Mis dos amigos inseparables, mis confidentes, mis compañeros de desgracias y desavenencias; yo era la culpable de que no estuvieran, yo los había echado de mi lado, y, aunque ya no me iban a hacer falta en el lugar a donde iba, los echaría mucho de menos. A Uno porque era mi calma, mi serenidad, mis pies en la tierra; y también iba a echar de menos a Otro, por no haberle hecho caso y haber disfrutado un poco más de la vida. Ya daba igual, ya nada importaba, todo había quedado atrás. (Mientras tanto, como por arte de magia, comencé a escuchar a lo lejos un sonido muy particular).

—Erez un eztúpido, ya te dije que no iba a aguantar.

—Cí, claro. ¡Y yo te dije que no iba a tener tiempo de difrutar la vida!

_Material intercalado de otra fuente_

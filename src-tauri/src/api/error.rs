use reqwest::StatusCode;
use thiserror::Error;

use super::types::ErrorBody;

/// Failure of a single API call.
#[derive(Debug, Error)]
pub enum ApiError {
    /// No response was received (connect failure, timeout, broken body).
    #[error("Network error: {0}")]
    Transport(#[source] reqwest::Error),

    /// The server answered with a non-2xx status.
    #[error("Request failed with status code {}", .status.as_u16())]
    Http {
        status: StatusCode,
        body: Option<ErrorBody>,
    },

    /// A 2xx response whose body did not match the expected shape.
    #[error("Unexpected response from server: {0}")]
    Decode(String),
}

impl ApiError {
    pub fn status(&self) -> Option<StatusCode> {
        match self {
            ApiError::Http { status, .. } => Some(*status),
            _ => None,
        }
    }

    pub fn body(&self) -> Option<&ErrorBody> {
        match self {
            ApiError::Http { body, .. } => body.as_ref(),
            _ => None,
        }
    }

    /// Message for the caller: server `detail`, then server `message`, then
    /// the transport text, then `fallback`. An undecodable success body has no
    /// useful text of its own and always gets `fallback`.
    pub fn user_message(&self, fallback: &str) -> String {
        if let Some(body) = self.body() {
            if let Some(detail) = body.detail_message() {
                return detail;
            }
            if let Some(message) = body.message() {
                return message;
            }
        }

        match self {
            ApiError::Decode(_) => fallback.to_string(),
            _ => {
                let text = self.to_string();
                if text.trim().is_empty() {
                    fallback.to_string()
                } else {
                    text
                }
            }
        }
    }
}
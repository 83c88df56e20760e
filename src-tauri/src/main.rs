// Prevents an additional console window on Windows in release.
#![cfg_attr(not(debug_assertions), windows_subsystem = "windows")]

fn main() {
    exoscope_tauri::run()
}
//! Application state shared by all commands.

use std::collections::HashMap;
use std::sync::Arc;

use serde_json::Value;
use tokio::sync::{broadcast, watch};
use tracing::info;

use crate::api::{
    ApiClient, Notice, PredictionOutcome, PredictionPage, PredictionRecord, SignupRequest,
};
use crate::config::ClientConfig;
use crate::error::ExoError;
use crate::params::{build_request, Dataset};
use crate::session::{Session, SessionHandle, SessionInfo, SessionStorage, SessionStore};

const NOTICE_CAPACITY: usize = 32;

pub struct AppState {
    pub session: SessionHandle,
    pub client: Arc<ApiClient>,
    notices: broadcast::Sender<Notice>,
    page_size: u32,
}

impl AppState {
    pub fn new(config: &ClientConfig, storage: impl SessionStorage + 'static) -> Result<Self, ExoError> {
        let session = SessionStore::open(storage);
        let (notices, _) = broadcast::channel(NOTICE_CAPACITY);
        let client = ApiClient::new(config, session.clone(), notices.clone())?;
        Ok(Self {
            session,
            client: Arc::new(client),
            notices,
            page_size: config.page_size,
        })
    }

    pub fn subscribe_notices(&self) -> broadcast::Receiver<Notice> {
        self.notices.subscribe()
    }

    pub fn subscribe_session(&self) -> watch::Receiver<Option<Session>> {
        self.session.subscribe()
    }

    pub async fn login(&self, email: &str, password: &str) -> Result<SessionInfo, ExoError> {
        let email = email.trim();
        if email.is_empty() {
            return Err(ExoError::MissingInput("your email"));
        }
        if password.is_empty() {
            return Err(ExoError::MissingInput("your password"));
        }

        let response = self
            .client
            .login(email, password)
            .await
            .map_err(ExoError::request("Failed to log in"))?;

        self.session.establish(Session {
            token: response.access_token,
            user_id: response.user_id,
        })?;
        self.session.info().ok_or(ExoError::NotAuthenticated)
    }

    /// Create an account. Does not log in; the user object is kept for display.
    pub async fn signup(&self, name: &str, email: &str, password: &str) -> Result<Value, ExoError> {
        if name.trim().is_empty() {
            return Err(ExoError::MissingInput("your name"));
        }
        if email.trim().is_empty() {
            return Err(ExoError::MissingInput("your email"));
        }
        if password.is_empty() {
            return Err(ExoError::MissingInput("a password"));
        }

        let request = SignupRequest {
            name: name.trim().to_string(),
            email: email.trim().to_string(),
            password: password.to_string(),
        };
        let user = self
            .client
            .signup(&request)
            .await
            .map_err(ExoError::request("Failed to sign up"))?;

        self.session.remember_user(user.clone())?;
        Ok(user)
    }

    pub fn logout(&self) -> Result<(), ExoError> {
        info!("Logging out");
        self.session.clear()
    }

    fn require_user(&self) -> Result<u64, ExoError> {
        self.session.user_id().ok_or(ExoError::NotAuthenticated)
    }

    /// Validate and submit. Nothing is sent when required fields are blank.
    pub async fn predict(
        &self,
        dataset: Dataset,
        values: &HashMap<String, Option<f64>>,
    ) -> Result<PredictionOutcome, ExoError> {
        let request = build_request(dataset, values)?;
        let user_id = self.require_user()?;
        self.client
            .predict(user_id, &request)
            .await
            .map_err(ExoError::request("Failed to make prediction"))
    }

    pub async fn list_predictions(
        &self,
        dataset: Dataset,
        skip: Option<u32>,
        limit: Option<u32>,
    ) -> Result<PredictionPage, ExoError> {
        let user_id = self.require_user()?;
        self.client
            .list_predictions(
                dataset,
                user_id,
                skip.unwrap_or(0),
                limit.unwrap_or(self.page_size),
            )
            .await
            .map_err(ExoError::request("Failed to fetch predictions"))
    }

    pub async fn get_prediction(
        &self,
        dataset: Dataset,
        prediction_id: &str,
    ) -> Result<PredictionRecord, ExoError> {
        if prediction_id.trim().is_empty() {
            return Err(ExoError::MissingInput("a prediction id"));
        }
        self.client
            .get_prediction(dataset, prediction_id.trim())
            .await
            .map_err(ExoError::request("Failed to fetch prediction"))
    }

    pub async fn delete_prediction(&self, dataset: Dataset, prediction_id: &str) -> Result<(), ExoError> {
        if prediction_id.trim().is_empty() {
            return Err(ExoError::MissingInput("a prediction id"));
        }
        self.client
            .delete_prediction(dataset, prediction_id.trim())
            .await
            .map_err(ExoError::request("Failed to delete prediction"))
    }
}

—Ceráz torpe; mamotreto; payazo.

Eran unas voces discutiendo, se escuchaban lejanas, pero para mí eran inconfundibles, las reconocería en cualquier lugar en el que me encontrara; eran ellos, estaban allí conmigo, no se habían ido a ningún sitio. Abrí los ojos y allí estaban, cada uno en su lugar. Tenía tantos cables enchufados que no me podía mover, pero igualmente, les sonreí.

—No os podéis imaginar cuanto me alegro de oíros discutir; por mí no os preocupéis, haced como si no estuviera. ¡Me encanta sentirme viva!